Une femme pleine de talents

L’abbesse passe plus de 40 ans à écrire et avec des visions à la clé. Hildegarde dit qu’elle venait à elle et qu’elle les recevait en pleine conscience et dans un parfait éveil de son corps. Et elle précise au sujet d’une certaine vision, « Ma vision, ce sont les yeux intérieurs de mon esprit et les oreilles intérieures qui me l’ont transmise. » Parfois, elle entendait, puisqu’elle est clairaudiente, « Écris ce que je te dis. » À propos des visions qui lui ont permis d’écrire le livre des œuvres divines, elle a écrit à un moment « Je contemplais alors dans le secret de Dieu, au cœur des espaces aériens du Midi, une merveilleuse figure. Elle avait apparence humaine. La beauté, la clarté de son visage étaient telles que regarder le soleil eût été plus facile que de regarder ses visages ». Hildegarde est aussi une illustratrice hors pair et illustre une partie de ses écrits, d’ailleurs, mieux qu’elle peut reproduire ses visions. Elle est également musicienne et compose des œuvres musicales d’une grande beauté.

On a dénombré à son actif pas moins de 70 chants liturgiques qui composent la symphonie de l’harmonie des révélations célestes. On peut écouter quelques œuvres d’Hildegarde de Bingen sur YouTube.  On lui doit aussi un drame liturgique musical composé de 82 mélodies. La légende des vertus qui s’appelle Ordo virtutum. Et ça illustre, ces chants, le tiraillement de l’âme entre les tentations du démon et les vertus.

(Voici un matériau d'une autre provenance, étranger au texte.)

impl SignalTable {
    /// Creates an empty table.
    pub fn new() -> Self {
        Self::default()
    }

    /// Allocates a signal holding `init`.
    pub fn add_signal(&mut self, name: impl Into<String>, init: Value) -> Result<SignalId, SimError> {
        let name = name.into();
        if init.is_high_z() {
            return Err(SimError::InvalidSignal {
                reason: format!("signal '{name}' cannot start in high impedance"),
            });
        }
        Ok(self
            .signals
            .alloc(SignalState::new(name, init.clone(), init, None)))
    }

    /// Allocates a tristate bus whose drivers take the shape of `template`.
    pub fn add_bus(&mut self, name: impl Into<String>, template: Value) -> Result<BusId, SimError> {
        let name = name.into();
        if !matches!(template, Value::Bool(_) | Value::Bits(_)) {
            return Err(BitError::Unsized(format!("tristate bus '{name}'")).into());
        }
        Ok(self.buses.alloc(BusState {
            name,
            template,
            drivers: Vec::new(),
        }))
    }

    /// Allocates a new driver signal on `bus`, initially not driving.
    pub fn add_driver(&mut self, bus: BusId) -> Result<SignalId, SimError> {
        let state = self.bus(bus)?;
        let name = format!("{}_driver{}", state.name, state.drivers.len());
        let template = state.template.clone();
        let idle = Value::HighZ(state.width());
        let id = self
            .signals
            .alloc(SignalState::new(name, template, idle, Some(bus)));
        self.buses.get_mut(bus).drivers.push(id);
        Ok(id)
    }

    /// Returns the state of a signal.
    pub fn get(&self, id: SignalId) -> Result<&SignalState, SimError> {
        self.signals.try_get(id).ok_or(SimError::UnknownSignal(id))
    }

    /// Returns the committed value of a signal.
    pub fn value(&self, id: SignalId) -> Result<&Value, SimError> {
        Ok(&self.get(id)?.current)
    }

    /// Returns the state of a bus.
    pub fn bus(&self, id: BusId) -> Result<&BusState, SimError> {
        self.buses.try_get(id).ok_or(SimError::UnknownBus(id))
    }

    /// Finds a signal by name.
    pub fn find(&self, name: &str) -> Option<SignalId> {
        self.signals
            .iter()
            .find(|(_, s)| s.name == name)
            .map(|(id, _)| id)
    }

    /// Number of signals, bus drivers included.
    pub fn len(&self) -> usize {
        self.signals.len()
    }

    /// Returns true if no signal has been allocated.
    pub fn is_empty(&self) -> bool {
        self.signals.is_empty()
    }

    /// Iterates over all signals in allocation order.
    pub fn iter(&self) -> impl Iterator<Item = (SignalId, &SignalState)> {
        self.signals.iter()
    }

    /// Iterates over all buses in allocation order.
    pub fn buses(&self) -> impl Iterator<Item = (BusId, &BusState)> {
        self.buses.iter()
    }

    /// Returns true if any signal has a pending write.
    pub fn has_pending(&self) -> bool {
        !self.dirty.is_empty()
    }

    /// Stores a whole-signal write for the current delta.
    ///
    /// The value is coerced to the signal's shape. A second write by the same
    /// writer replaces the first.
    pub fn write(&mut self, id: SignalId, value: Value, writer: Writer) -> Result<(), SimError> {
        let sig = self
            .signals
            .try_get_mut(id)
            .ok_or(SimError::UnknownSignal(id))?;
        let value = sig.coerce(value)?;
        if let Some(err) = sig.conflict(writer, None) {
            return Err(err);
        }
        sig.note_driver(writer);
        let first = sig.pending.is_none();
        sig.pending = Some(PendingWrite {
            value,
            claims: vec![Claim { writer, mask: None }],
        });
        if first {
            self.dirty.push(id);
        }
        Ok(())
    }

    /// Replaces bits `[lo, lo + src.width())` of the pending (or current) value.
    ///
    /// Writes from different writers to disjoint bits compose. The composed
    /// value is checked against the signal's bounds.
    pub fn write_slice(
        &mut self,
        id: SignalId,
        lo: u32,
        src: &BitVector,
        writer: Writer,
    ) -> Result<(), SimError> {
        let sig = self
            .signals
            .try_get_mut(id)
            .ok_or(SimError::UnknownSignal(id))?;
        let base = match &sig.pending {
            Some(p) => &p.value,
            None => &sig.current,
        };
        let Value::Bits(base) = base else {
            return Err(SimError::InvalidSignal {
                reason: format!("'{}' is not a bit vector and cannot be sliced", sig.name),
            });
        };
        let updated = base.splice(lo, src)?;
        let mut mask = BitVector::new(base.width());
        mask.set_range(lo, lo + src.width(), true);
        if let Some(err) = sig.conflict(writer, Some(&mask)) {
            return Err(err);
        }
        sig.note_driver(writer);
        match &mut sig.pending {
            Some(pending) => {
                pending.value = Value::Bits(updated);
                match pending.claims.iter_mut().find(|c| c.writer == writer) {
                    Some(claim) => {
                        if let Some(existing) = &claim.mask {
                            claim.mask = Some(existing | &mask);
                        }
                    }
                    None => pending.claims.push(Claim {
                        writer,
                        mask: Some(mask),
                    }),
                }
            }
            None => {
                sig.pending = Some(PendingWrite {
                    value: Value::Bits(updated),
                    claims: vec![Claim {
                        writer,
                        mask: Some(mask),
                    }],
                });
                self.dirty.push(id);
            }
        }
        Ok(())
    }

    /// Resolves a tristate bus from its drivers' committed values.
    pub fn resolve_bus(&self, id: BusId) -> Result<Value, SimError> {
        let bus = self.bus(id)?;
        let values = bus
            .drivers
            .iter()
            .map(|d| self.value(*d))
            .collect::<Result<Vec<_>, _>>()?;
        resolve_tristate(&bus.name, bus.width(), &values)
    }

    /// Parks a process on a signal. Re-registering the same process and kind
    /// only refreshes the epoch.
    pub(crate) fn add_waiter(&mut self, id: SignalId, waiter: Waiter) -> Result<(), SimError> {
        let sig = self
            .signals
            .try_get_mut(id)
            .ok_or(SimError::UnknownSignal(id))?;
        match sig
            .waiters
            .iter_mut()
            .find(|w| w.process == waiter.process && w.kind == waiter.kind)
        {
            Some(existing) => existing.epoch = waiter.epoch,
            None => sig.waiters.push(waiter),
        }
        Ok(())
    }

    pub(crate) fn mark_register(&mut self, id: SignalId) -> Result<(), SimError> {
        self.signals
            .try_get_mut(id)
            .ok_or(SimError::UnknownSignal(id))?
            .register = true;
        Ok(())
    }

    /// Merges every pending write into `current`.
    ///
    /// Returns the signals whose value changed and the waiters released by
    /// those changes, in commit order. Buses whose drivers changed are
    /// re-resolved so that conflicting drivers surface here.
    pub(crate) fn commit(&mut self) -> Result<CommitOutcome, SimError> {
        let mut outcome = CommitOutcome::default();
        let mut buses = Vec::new();
        for id in std::mem::take(&mut self.dirty) {
            let sig = self.signals.get_mut(id);
            let Some(pending) = sig.pending.take() else {
                continue;
            };
            if pending.value == sig.current {
                continue;
            }
            let before = sig.current.is_truthy();
            sig.previous = std::mem::replace(&mut sig.current, pending.value);
            let after = sig.current.is_truthy();
            tracing::trace!(signal = %sig.name, value = %sig.current, "commit");
            outcome.changed.push(id);
            sig.waiters.retain(|w| {
                let fire = match w.kind {
                    WaitKind::Change => true,
                    WaitKind::Edge(edge) => edge.matches(before, after),
                };
                if fire {
                    outcome.released.push((w.process, w.epoch));
                }
                !fire
            });
            if let Some(bus) = sig.bus {
                if !buses.contains(&bus) {
                    buses.push(bus);
                }
            }
        }
        for bus in buses {
            self.resolve_bus(bus)?;
        }
        Ok(outcome)
    }

    /// Drops every pending write without committing it.
    pub(crate) fn discard_pending(&mut self) {
        for id in std::mem::take(&mut self.dirty) {
            self.signals.get_mut(id).pending = None;
        }
    }
}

Elle a inventé une langue, la lingua ignota. Ce sont 23 caractères qui la composent, mais pas de lettres normales, ce sont des caractères comme des symboles. On ignore si d’autres personnes l’ont utilisée. C’est comme une sorte de langage secret qui intégrerait un nouveau vocabulaire par rapport à une grammaire déjà existante.  Par exemple, « Dieu » se traduit par « ergonz ».

Hildegarde de Bingen est dotée de multiples dons, en plus d’une médium guérisseuse. On peut, sans se tromper, reconnaître qu’elle est une grande naturaliste, grâce à ses connaissances des espèces végétales et animales. C’est une écologiste avant l’heure et une femme très en avance, comme l’étaient certaines femmes au Moyen Âge.

Et puis, on ne peut pas oublier qu’Hildegarde de Bingen qui est également une prédicatrice. Elle s’éteindra le 17 septembre 1179 à l’âge de 81 ans.